Act three (the final act) is centered around Maximiliano’s downfall and demise. Despite his Empire gaining recognition from major world powers such as Britain and Austria, the United States recognized Juarez as the legal president of Mexico. Juarez and his forces revolt and my guest and another audience member were then selected to be General Sword and General Mace (and given the physical props) to defend the Empire. The attempt ultimately fails as the two Generals and Maximilian are set to die by firing squad. But wait! Maximilian has a choice… he can escape the prison under one condition: Shave his beard so he isn’t recognized! He angrily denies the offer and is killed, but not before giving a powerful monologue regarding death, what’s to come after and one’s legacy on Earth.
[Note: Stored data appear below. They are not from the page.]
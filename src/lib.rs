//! tapedeck: a terminal audio playlist player.
//!
//! The playlist is an [`OrderedPlaylist`], a doubly linked list that can be
//! switched into a circular mode for "repeat all". Around it sit the
//! pieces of the player:
//!
//! - [`source`] turns selected paths into [`Track`]s and probes their
//!   durations in the background
//! - [`session`] owns the playlist and decides what plays next
//! - [`player`] plays one track at a time through `rodio`
//! - [`ui`] and [`input`] draw the table and map keys to actions
//!
//! ```
//! use tapedeck::OrderedPlaylist;
//!
//! let mut playlist: OrderedPlaylist<&str> = ["A", "B", "C"].into_iter().collect();
//! playlist.make_circular();
//!
//! let last = playlist.last().unwrap();
//! assert_eq!(last.next().map(|entry| *entry.value()), Some("A"));
//! assert_eq!(playlist.remove_at(1), Some("B"));
//! ```

pub mod app;
pub mod config;
pub mod input;
pub mod list;
pub mod player;
pub mod session;
pub mod source;
pub mod track;
pub mod ui;

pub use list::{Entry, EntryId, OrderedPlaylist};
pub use session::{RepeatMode, Session};
pub use track::Track;
//! Configuration file loading and management.

use crate::session::RepeatMode;
use serde::{Deserialize, Serialize};
use std::fs;
use std::io;
use std::path::{Path, PathBuf};

const DEFAULT_SEEK_STEP: u32 = 10;
const DEFAULT_VOLUME: f32 = 1.0;

/// Main configuration structure.
#[derive(Debug, Clone, Default, Serialize, Deserialize)]
#[serde(default)]
pub struct Config {
    pub playback: PlaybackConfig,
    pub keys: KeyConfig,
}

/// Playback configuration.
#[derive(Debug, Clone, Serialize, Deserialize)]
#[serde(default)]
pub struct PlaybackConfig {
    /// Seek step in seconds.
    pub seek_step: u32,
    /// Output volume, 0.0 to 1.0.
    pub volume: f32,
    /// Repeat mode at startup.
    pub repeat: RepeatMode,
    /// Whether to start shuffled.
    pub shuffle: bool,
}

/// Keybinding configuration.
#[derive(Debug, Clone, Serialize, Deserialize)]
#[serde(default)]
pub struct KeyConfig {
    pub play_pause: KeyBinding,
    pub next: KeyBinding,
    pub prev: KeyBinding,
    pub seek_forward: KeyBinding,
    pub seek_back: KeyBinding,
    pub shuffle: KeyBinding,
    pub repeat: KeyBinding,
    pub cursor_up: KeyBinding,
    pub cursor_down: KeyBinding,
    pub play_selected: KeyBinding,
    pub remove_selected: KeyBinding,
    pub help: KeyBinding,
    pub quit: KeyBinding,
}

/// A keybinding can be a single key or multiple keys.
#[derive(Debug, Clone, PartialEq, Eq, Serialize, Deserialize)]
#[serde(untagged)]
pub enum KeyBinding {
    Single(String),
    Multiple(Vec<String>),
}

impl KeyBinding {
    fn multiple(keys: &[&str]) -> Self {
        KeyBinding::Multiple(keys.iter().map(|key| key.to_string()).collect())
    }

    /// Returns all key strings for this binding.
    pub fn keys(&self) -> Vec<&str> {
        match self {
            KeyBinding::Single(key) => vec![key.as_str()],
            KeyBinding::Multiple(keys) => keys.iter().map(|s| s.as_str()).collect(),
        }
    }

    /// Checks if the binding contains the given key.
    pub fn contains(&self, key: &str) -> bool {
        self.keys().contains(&key)
    }

    /// The first key, for on-screen hints.
    pub fn label(&self) -> &str {
        self.keys().first().copied().unwrap_or("")
    }
}

impl Default for PlaybackConfig {
    fn default() -> Self {
        Self {
            seek_step: DEFAULT_SEEK_STEP,
            volume: DEFAULT_VOLUME,
            repeat: RepeatMode::Off,
            shuffle: false,
        }
    }
}

impl Default for KeyConfig {
    fn default() -> Self {
        Self {
            play_pause: KeyBinding::Single("Space".to_string()),
            next: KeyBinding::multiple(&["n", "Right"]),
            prev: KeyBinding::multiple(&["p", "Left"]),
            seek_forward: KeyBinding::Single("Shift+Right".to_string()),
            seek_back: KeyBinding::Single("Shift+Left".to_string()),
            shuffle: KeyBinding::Single("s".to_string()),
            repeat: KeyBinding::Single("r".to_string()),
            cursor_up: KeyBinding::multiple(&["Up", "k"]),
            cursor_down: KeyBinding::multiple(&["Down", "j"]),
            play_selected: KeyBinding::Single("Enter".to_string()),
            remove_selected: KeyBinding::multiple(&["d", "Delete"]),
            help: KeyBinding::multiple(&["?", "h"]),
            quit: KeyBinding::multiple(&["q", "Esc"]),
        }
    }
}

impl Config {
    /// Returns the path to the config file based on XDG Base Directory spec.
    ///
    /// - Linux: `~/.config/tapedeck/config.toml`
    /// - macOS: `~/Library/Application Support/tapedeck/config.toml`
    /// - Windows: `%APPDATA%\tapedeck\config.toml`
    pub fn config_path() -> Option<PathBuf> {
        dirs::config_dir().map(|mut path| {
            path.push("tapedeck");
            path.push("config.toml");
            path
        })
    }

    /// Loads the configuration from the default location.
    pub fn load() -> Self {
        match Self::config_path() {
            Some(path) => Self::load_from(&path),
            None => {
                log::warn!("Could not determine config directory, using defaults");
                Self::default()
            }
        }
    }

    /// Loads the configuration from `path`.
    ///
    /// If the file doesn't exist, creates it with default values.
    /// If the file is invalid, returns the default config and logs a warning.
    pub fn load_from(path: &Path) -> Self {
        if !path.exists() {
            let config = Self::default();
            match config.save(path) {
                Ok(()) => log::info!("Wrote default config to {}", path.display()),
                Err(e) => log::warn!("Could not create default config file: {}", e),
            }
            return config;
        }

        let contents = match fs::read_to_string(path) {
            Ok(contents) => contents,
            Err(e) => {
                log::warn!("Could not read config file at {}: {}", path.display(), e);
                return Self::default();
            }
        };

        match toml::from_str::<Config>(&contents) {
            Ok(mut config) => {
                config.validate();
                log::debug!("Loaded config from {}", path.display());
                config
            }
            Err(e) => {
                log::warn!("Could not parse config file at {}: {}", path.display(), e);
                log::warn!("Using default configuration");
                Self::default()
            }
        }
    }

    /// Saves the configuration to the specified path.
    pub fn save(&self, path: &Path) -> io::Result<()> {
        if let Some(parent) = path.parent() {
            fs::create_dir_all(parent)?;
        }

        let toml_string = toml::to_string_pretty(self).map_err(io::Error::other)?;
        fs::write(path, toml_string)
    }

    /// Validates configuration values and applies constraints.
    fn validate(&mut self) {
        if self.playback.seek_step == 0 {
            log::warn!(
                "seek_step must be at least 1, using default value of {}",
                DEFAULT_SEEK_STEP
            );
            self.playback.seek_step = DEFAULT_SEEK_STEP;
        }

        if !(0.0..=1.0).contains(&self.playback.volume) {
            log::warn!(
                "volume {} is outside 0.0..=1.0, using {}",
                self.playback.volume,
                DEFAULT_VOLUME
            );
            self.playback.volume = DEFAULT_VOLUME;
        }
    }
}
use anyhow::{Context, Result};
use clap::{Parser, ValueEnum};
use crossterm::{
    execute,
    terminal::{EnterAlternateScreen, LeaveAlternateScreen, disable_raw_mode, enable_raw_mode},
};
use ratatui::{Terminal, backend::CrosstermBackend};
use std::fs::{self, File};
use std::io::{self, Stdout};
use std::path::PathBuf;
use std::sync::Arc;
use std::sync::atomic::{AtomicBool, Ordering};
use tapedeck::app::App;
use tapedeck::config::Config;
use tapedeck::source::{self, DurationProbe};
use tapedeck::{RepeatMode, Session, input, ui};

#[derive(Parser, Debug)]
#[command(name = "tapedeck", version)]
#[command(about = "Play local audio files from a terminal playlist", long_about = None)]
struct Args {
    /// Audio files or directories, in the order they should play
    #[arg(required = true)]
    paths: Vec<PathBuf>,

    /// Start with the playlist shuffled
    #[arg(short = 's', long)]
    shuffle: bool,

    /// Repeat mode at startup (overrides the config file)
    #[arg(short = 'r', long, value_enum)]
    repeat: Option<RepeatArg>,

    /// Config file to use instead of the default location
    #[arg(short = 'c', long)]
    config: Option<PathBuf>,

    /// Where to write the log (the terminal is taken by the player)
    #[arg(long)]
    log_file: Option<PathBuf>,

    /// Verbose logging
    #[arg(short = 'v', long)]
    verbose: bool,
}

#[derive(Debug, Clone, Copy, ValueEnum)]
enum RepeatArg {
    Off,
    All,
    Single,
}

impl From<RepeatArg> for RepeatMode {
    fn from(arg: RepeatArg) -> Self {
        match arg {
            RepeatArg::Off => RepeatMode::Off,
            RepeatArg::All => RepeatMode::All,
            RepeatArg::Single => RepeatMode::Single,
        }
    }
}

type Tui = Terminal<CrosstermBackend<Stdout>>;

fn main() -> Result<()> {
    let args = Args::parse();
    init_logging(&args)?;

    let mut config = match &args.config {
        Some(path) => Config::load_from(path),
        None => Config::load(),
    };
    if args.shuffle {
        config.playback.shuffle = true;
    }
    if let Some(repeat) = args.repeat {
        config.playback.repeat = repeat.into();
    }

    let tracks = source::collect_tracks(&args.paths)?;
    log::info!("Selected {} track(s)", tracks.len());

    let probe = DurationProbe::spawn(tracks.iter().map(|track| track.source.clone()).collect());
    let session = Session::new(tracks);
    let mut app = App::new(session, config, probe).context("failed to start audio player")?;

    let interrupted = Arc::new(AtomicBool::new(false));
    let flag = Arc::clone(&interrupted);
    ctrlc::set_handler(move || flag.store(true, Ordering::SeqCst))
        .context("failed to install signal handler")?;

    let mut terminal = setup_terminal()?;
    let result = run(&mut terminal, &mut app, &interrupted);
    restore_terminal(&mut terminal)?;
    result
}

fn run(terminal: &mut Tui, app: &mut App, interrupted: &AtomicBool) -> Result<()> {
    app.start();

    while app.is_running() && !interrupted.load(Ordering::SeqCst) {
        terminal.draw(|frame| ui::draw(frame, &app.view()))?;
        input::handle_input(app)?;
        app.update();
    }

    log::info!("Shutting down");
    Ok(())
}

fn init_logging(args: &Args) -> Result<()> {
    let path = args.log_file.clone().unwrap_or_else(default_log_path);
    if let Some(parent) = path.parent() {
        fs::create_dir_all(parent)
            .with_context(|| format!("failed to create log directory {}", parent.display()))?;
    }
    let file = File::create(&path)
        .with_context(|| format!("failed to create log file {}", path.display()))?;

    let log_level = if args.verbose { "debug" } else { "info" };
    env_logger::Builder::from_env(env_logger::Env::default().default_filter_or(log_level))
        .target(env_logger::Target::Pipe(Box::new(file)))
        .init();
    Ok(())
}

fn default_log_path() -> PathBuf {
    dirs::cache_dir()
        .unwrap_or_else(std::env::temp_dir)
        .join("tapedeck")
        .join("tapedeck.log")
}

fn setup_terminal() -> Result<Tui> {
    enable_raw_mode().context("failed to enable raw mode")?;
    let mut stdout = io::stdout();
    execute!(stdout, EnterAlternateScreen)?;
    Ok(Terminal::new(CrosstermBackend::new(stdout))?)
}

fn restore_terminal(terminal: &mut Tui) -> Result<()> {
    disable_raw_mode()?;
    execute!(terminal.backend_mut(), LeaveAlternateScreen)?;
    terminal.show_cursor()?;
    Ok(())
}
“A stellar combination of history, humor, and modern storytelling.” – Luner on Theatre
After the show concludes, Davis ditches the costume to serve tamales, made fresh during the show. Delicious to say the least… the night ends with camaraderie and conversation in the shop located at the corner of 9th St. and Montrose Ave.
If I had to give one negative note about the performance (and the only one at that) is that the powerful monologue at the end was a bit rushed, not giving the audience the time to take it in. On the other hand, doing a one-man show and having to do monologues myself in the past, I totally understand as they can be a lot to tackle in the rehearsal process, which then transfers into the performance.
But on to the positives — The use of shop items such as Bertolli and breadcrumbs as props was clever and innovative, although the best part of the show by far was the modern take on an ancient tale. Davis thoroughly understands his audience by putting modern elements into the show. Using texting lingo, references to President Trump, and your every day sibling rivalry… the audience could understand, yet also relate!
The show was also unspeakably funny! Between Davis yelling out the shop door to the “revolutionaries” and using phrases such as, “GTFO,” I was laughing a lot throughout the one-hour show.
Overall, I definitely recommend this show — It’s funny, modern, you will learn and you will have a good time! The intimate space of Los Amigos builds a bond amongst the audience as they learn the tale of “The Last Emperor of Mexico.”
While a tamale and soft drink are included with your ticket, I should also note that Pat’s Steaks and Geno’s are close by if you are looking for a “night out in Philly” package. Regardless, Los Amigos is open seven days a week serving tamales, tacos, burritos, carne asada and more meats to buy and cook at home (including their famous chorizo)!
A stellar combination of history, humor, and modern storytelling, The Last Emperor of Mexico continues it’s run, Feb. 27 — Mar. 4 starting at 6:30 p.m. each night. The show will close on Mar. 5 with an earlier performance of 5 p.m.